Blick ins Hirn
Das neue Buch «Brainstorming» widmet sich dem menschlichen Gehirn. Autorin Barbara Schmutz stellt darin 300 hintersinnige und überraschende Fragen zur Denkzentrale und lässt diese von 17 Expertinnen und Experten beantworten.
Text: Roland Grüter
Egal, ob wir alt oder jung sind, gescheit, wissenshungrig oder eher faul: Unser Gehirn ist ein Wunderwerk. Überdies ist es ein Rätsel der Wissenschaft. Denn wie genau die rund 100 Milliarden Nervenzellen in unseren Köpfen mit den mehr als hundert Billionen Synapsen zusammenarbeiten, bleibt ungeklärt. Die meisten Prozesse passieren im Dunkeln. Von den 11 Millionen Bit, die pro Sekunde auf unser Sensorium einwirken, nehmen wir bloss 11 bis 60 Bit bewusst wahr. Entsprechend schwierig ist es, diesen Kosmos zu verstehen. Trotzdem will das Human Brain Project, ein Forschungsprojekt der Europäischen Kommission, die Funktionen des Gehirns mittels Computer simulieren: als ob sich menschliche Eigenschaften wie Humor, Ehrgeiz oder Schlagfertigkeit mit purer Technik abbilden liesse.

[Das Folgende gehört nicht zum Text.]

use gagyebu_core::Won;
use regex::Regex;

// A figure is either comma-grouped (`1,234,567`) or a bare digit run (`12000`).
// Grouped comes first so `12,000` is not cut short at the comma.
re!(re_won_suffix, r"(\d{1,3}(?:,\d{3})+|\d+)\s*원");
re!(re_amount_label, r"금액[:\s]*(\d{1,3}(?:,\d{3})+|\d+)");
re!(re_sum_label, r"합계[:\s]*(\d{1,3}(?:,\d{3})+|\d+)");
re!(re_total_label, r"(?i)total[:\s]*(\d{1,3}(?:,\d{3})+|\d+)");

/// Where an amount candidate was found.
#[derive(Debug, Clone, Copy, PartialEq, Eq)]
pub enum AmountLabel {
    /// `12,300원`
    WonSuffix,
    /// `금액: 12,300`
    Amount,
    /// `합계 12,300`
    Sum,
    /// `Total 12,300`
    Total,
}

pub const AMOUNT_LABELS: &[AmountLabel] = &[
    AmountLabel::WonSuffix,
    AmountLabel::Amount,
    AmountLabel::Sum,
    AmountLabel::Total,
];

impl AmountLabel {
    fn pattern(self) -> &'static Regex {
        match self {
            AmountLabel::WonSuffix => re_won_suffix(),
            AmountLabel::Amount => re_amount_label(),
            AmountLabel::Sum => re_sum_label(),
            AmountLabel::Total => re_total_label(),
        }
    }

    /// Every positive figure this label matches, in document order.
    pub fn candidates(self, text: &str) -> Vec<Won> {
        self.pattern()
            .captures_iter(text)
            .filter_map(|c| Won::parse_grouped(c.get(1)?.as_str()))
            .collect()
    }
}

/// All candidates from all label families, in family order.
pub fn amount_candidates(text: &str) -> Vec<Won> {
    AMOUNT_LABELS
        .iter()
        .flat_map(|label| label.candidates(text))
        .collect()
}

/// The largest candidate wins: receipts list subtotals and line items before
/// the total, and the total is the biggest amount-like figure on the page.
pub fn extract_amount(text: &str) -> Option<Won> {
    amount_candidates(text).into_iter().max()
}

#[cfg(test)]
mod tests {
    use super::*;

    fn won(n: i64) -> Option<Won> {
        Some(Won::new(n))
    }

    #[test]
    fn won_suffix_with_grouping() {
        assert_eq!(extract_amount("아메리카노 4,500원"), won(4500));
        assert_eq!(extract_amount("4500 원"), won(4500));
    }

    #[test]
    fn plain_digits_are_not_truncated() {
        assert_eq!(extract_amount("12000원"), won(12000));
        assert_eq!(extract_amount("합계 12000"), won(12000));
    }

    #[test]
    fn labels_with_colon_and_space() {
        assert_eq!(extract_amount("금액: 7,000"), won(7000));
        assert_eq!(extract_amount("합계:9,900"), won(9900));
        assert_eq!(extract_amount("Total: 1,234,567"), won(1_234_567));
    }

    #[test]
    fn total_is_case_insensitive() {
        assert_eq!(extract_amount("TOTAL 3000"), won(3000));
        assert_eq!(extract_amount("total 3000"), won(3000));
        assert_eq!(extract_amount("Grand ToTaL 3000"), won(3000));
    }

    #[test]
    fn maximum_across_families_wins() {
        assert_eq!(extract_amount("15,000원\n합계: 32,000"), won(32000));
    }

    #[test]
    fn maximum_within_one_family() {
        assert_eq!(extract_amount("1,000원 2,500원 800원"), won(2500));
    }

    #[test]
    fn repeated_total_is_not_over_counted() {
        let text = "금액 12,000원\n합계 12,000원\nTOTAL 12,000";
        assert_eq!(extract_amount(text), won(12000));
        assert!(amount_candidates(text).iter().all(|w| *w == Won::new(12000)));
    }

    #[test]
    fn no_digits_means_absent_not_zero() {
        assert_eq!(extract_amount("원 없음"), None);
        assert_eq!(extract_amount(""), None);
        assert_eq!(extract_amount("합계: 원"), None);
    }

    #[test]
    fn zero_is_discarded() {
        assert_eq!(extract_amount("0원"), None);
        assert_eq!(extract_amount("할인 0원 합계 5,000"), won(5000));
    }

    #[test]
    fn unlabelled_numbers_are_ignored() {
        assert_eq!(extract_amount("사업자번호 123-45-67890 전화 02 1234 5678"), None);
    }

    #[test]
    fn candidates_per_label() {
        let text = "금액 1,000 합계 2,000 total 3,000 4,000원";
        assert_eq!(AmountLabel::Amount.candidates(text), vec![Won::new(1000)]);
        assert_eq!(AmountLabel::Sum.candidates(text), vec![Won::new(2000)]);
        assert_eq!(AmountLabel::Total.candidates(text), vec![Won::new(3000)]);
        assert_eq!(AmountLabel::WonSuffix.candidates(text), vec![Won::new(4000)]);
        assert_eq!(extract_amount(text), won(4000));
    }

    #[test]
    fn deterministic() {
        let text = "이마트 금액: 12,000원 합계 12000";
        assert_eq!(extract_amount(text), extract_amount(text));
    }
}
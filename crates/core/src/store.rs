use std::future::Future;
use thiserror::Error;

use super::receipt::{OcrFields, ReceiptId, ReceiptRecord, UserId};

#[derive(Debug, Error)]
pub enum StoreError {
    #[error("Storage backend error: {0}")]
    Backend(String),
}

/// Persistence boundary for receipt records.
pub trait ReceiptStore: Send + Sync {
    /// Look up a receipt, but only if it belongs to `owner`.
    fn find_for_owner(
        &self,
        owner: &UserId,
        id: &ReceiptId,
    ) -> impl Future<Output = Result<Option<ReceiptRecord>, StoreError>> + Send;

    /// Write all four OCR fields in one update, guarded on the receipt still
    /// being unprocessed. Returns `None` when the guard fails (the receipt was
    /// already processed or no longer exists), in which case nothing changed.
    fn record_ocr(
        &self,
        id: &ReceiptId,
        fields: &OcrFields,
    ) -> impl Future<Output = Result<Option<ReceiptRecord>, StoreError>> + Send;
}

Können wir uns klug essen?
Das Hirn umranken nach wie vor zahlreiche Geheimnisse und Vermutungen. Mit Blick darauf kommt selbst Neurowisseschaftler Thomas Südhof zum Schluss: «Wir verstehen weniger als fünf Prozent des Gehirns.» Der gebürtige Deutsche untersucht das Zusammenspiel der Nervenzellen seit Jahrzehnten und erhielt vor sieben Jahren dafür sogar den Nobelpreis für Medizin.
Der erforschte Bereich aber ist höchstspannend. Darauf verweist das neu erschienene Buch «Brainstorming», in dem die Schweizer Autorin Barbara Schmutz 300 grosse und kleine Fragen zu diesem Mysterium zusammengestellt hat – und diese von 17 Neurowissenschaftlerinnen und -wissenschaftler beantworten lässt. Wie funktioniert das Gedächtnis? Ist Geist und Gehirn dasselbe? Ist der Darm das zweite Gehirn des Menschen? Was genau ist ein Gedankenblitz? Können wir uns klug essen? Macht das Hirn im Schlaf ebenfalls Pause? Ist es verantwortlich für psychische Krankheiten und wie reagiert es auf Drogen?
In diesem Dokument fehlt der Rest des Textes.